Sports had never been terribly high in Bert's interests. He began playing soccer for a six-year run starting around second grade, which was the sole exception. He had played T-Ball and some children's baseball leagues for a year or two, but never had much interest. As in most areas of his life, he was not particularly skilled - just average. Sometimes he would daydream about being more than average in sports. He would suddenly be able to accomplish physical feats that would cause his entire gym class to marvel at him. Of course these always remained the elusive daydreams that they were.

Being more than average was a constant deep-seated desire in Bert's heart as a child. He wanted doctors to perform some test, and discover some incredibly powerful and as yet well-hidden skill in his body or mind. Perhaps it stemmed from the way his classmates treated him. He was never part of any group, never a close friend with anyone. He was always the funny guy ™ that everyone liked but no one especially liked. He would never stay with any one group of friends, but migrate freely between the class, telling the odd joke here and the amusing witticism there.

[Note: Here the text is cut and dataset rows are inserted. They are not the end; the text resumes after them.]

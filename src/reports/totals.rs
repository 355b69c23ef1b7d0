//! Aggregation over expense record sets
//!
//! Grouped sums come back as dense arrays sized to the registry, so index i
//! of the result is the total for label i. Zero entries stay in the array;
//! presentation layers decide whether to show them.

use crate::error::{SpendlogError, SpendlogResult};
use crate::models::{Expense, Money};

/// Sum amounts grouped by category index
pub fn by_category(records: &[Expense], registry_len: usize) -> Vec<Money> {
    sum_by(records, registry_len, |e| e.category)
}

/// Sum amounts grouped by payment-method index
pub fn by_payment_method(records: &[Expense], method_count: usize) -> Vec<Money> {
    sum_by(records, method_count, |e| e.payment_method)
}

fn sum_by(records: &[Expense], len: usize, index: impl Fn(&Expense) -> usize) -> Vec<Money> {
    let mut totals = vec![Money::zero(); len];
    for record in records {
        // Indexes past the registry are skipped rather than panicking
        if let Some(slot) = totals.get_mut(index(record)) {
            *slot += record.amount;
        }
    }
    totals
}

/// Sum of all record amounts
pub fn total(records: &[Expense]) -> Money {
    records.iter().map(|e| e.amount).sum()
}

/// Share of `part` in `total` as a percentage; 0 when the total is zero
pub fn percentage(part: Money, total: Money) -> f64 {
    if total.is_zero() {
        0.0
    } else {
        part.cents() as f64 / total.cents() as f64 * 100.0
    }
}

/// The record with the maximum amount
///
/// Ties resolve to the first-encountered record in iteration order.
pub fn highest(records: &[Expense]) -> SpendlogResult<&Expense> {
    records
        .iter()
        .reduce(|best, e| if e.amount > best.amount { e } else { best })
        .ok_or_else(|| SpendlogError::EmptySet("the record set is empty".into()))
}

#[cfg(test)]
mod tests {
    use super::*;
    use chrono::NaiveDate;

    fn expense(cents: i64, category: usize, payment_method: usize) -> Expense {
        Expense::new(
            Money::from_cents(cents),
            "x",
            category,
            payment_method,
            NaiveDate::from_ymd_opt(2024, 3, 10)
                .unwrap()
                .and_hms_opt(12, 0, 0)
                .unwrap(),
        )
    }

    #[test]
    fn test_by_category_dense() {
        let records = vec![expense(10_000, 0, 0), expense(20_000, 0, 1), expense(5_000, 1, 0)];

        let totals = by_category(&records, 3);
        assert_eq!(totals.len(), 3);
        assert_eq!(totals[0], Money::from_cents(30_000));
        assert_eq!(totals[1], Money::from_cents(5_000));
        assert_eq!(totals[2], Money::zero());
    }

    #[test]
    fn test_grouped_sums_match_total() {
        let records = vec![
            expense(123, 0, 0),
            expense(456, 2, 1),
            expense(789, 1, 2),
            expense(1_000, 2, 1),
        ];

        let grouped: Money = by_category(&records, 3).into_iter().sum();
        assert_eq!(grouped, total(&records));

        let grouped: Money = by_payment_method(&records, 3).into_iter().sum();
        assert_eq!(grouped, total(&records));
    }

    #[test]
    fn test_highest() {
        let records = vec![expense(5_000, 0, 0), expense(12_000, 0, 0), expense(3_000, 0, 0)];
        assert_eq!(highest(&records).unwrap().amount, Money::from_cents(12_000));
    }

    #[test]
    fn test_highest_empty_set() {
        let err = highest(&[]).unwrap_err();
        assert!(err.is_empty_set());
    }

    #[test]
    fn test_highest_tie_takes_first() {
        let mut first = expense(500, 0, 0);
        first.description = "first".into();
        let mut second = expense(500, 1, 1);
        second.description = "second".into();

        let records = vec![first, second];
        assert_eq!(highest(&records).unwrap().description, "first");
    }

    #[test]
    fn test_percentage() {
        assert!((percentage(Money::from_cents(30_000), Money::from_cents(35_000)) - 85.714).abs() < 0.001);
        assert_eq!(percentage(Money::from_cents(100), Money::zero()), 0.0);
    }

    #[test]
    fn test_march_2024_scenario() {
        // Amounts 100, 200, 50 under categories 0, 0, 1
        let records = vec![
            expense(10_000, 0, 0),
            expense(20_000, 0, 0),
            expense(5_000, 1, 0),
        ];

        let totals = by_category(&records, 11);
        assert_eq!(totals[0], Money::from_cents(30_000));
        assert_eq!(totals[1], Money::from_cents(5_000));
        assert_eq!(total(&records), Money::from_cents(35_000));

        let pct = percentage(totals[0], total(&records));
        assert!((pct - 85.71).abs() < 0.01);
    }
}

With girls the case was much the same - friends with many, close to none. He always wanted to be noticed by one girl, and have special attention paid him that the other boys did not receive. He was shy, quiet, reserved, and everything that worked to get him ignored by the fairer sex. His contact with them was extremely limited due to his parents' beliefs on the subject. Girls and boys were not to be allowed near each other, especially after age 6 when the hormones began to kick in. He had a few male friends who were allowed over to spend the night, but female companionship of any kind was thought to be inherently sinful.

His grades throughout elementary school were the only thing noteworthy about him. He had no trouble in achieving straight A's almost without fail every year. This was nothing out of the ordinary for Bert's family. In fact, they quickly came to expect it and never rewarded his intelligence and diligence. Schoolwork came easily to him, and he was stunned when he heard the bribes other parents would give their children when they earned above average grades. Bert had always been an avid reader and tinkered with electronics, so he excelled in reading and science and gained from his study in solitude at home.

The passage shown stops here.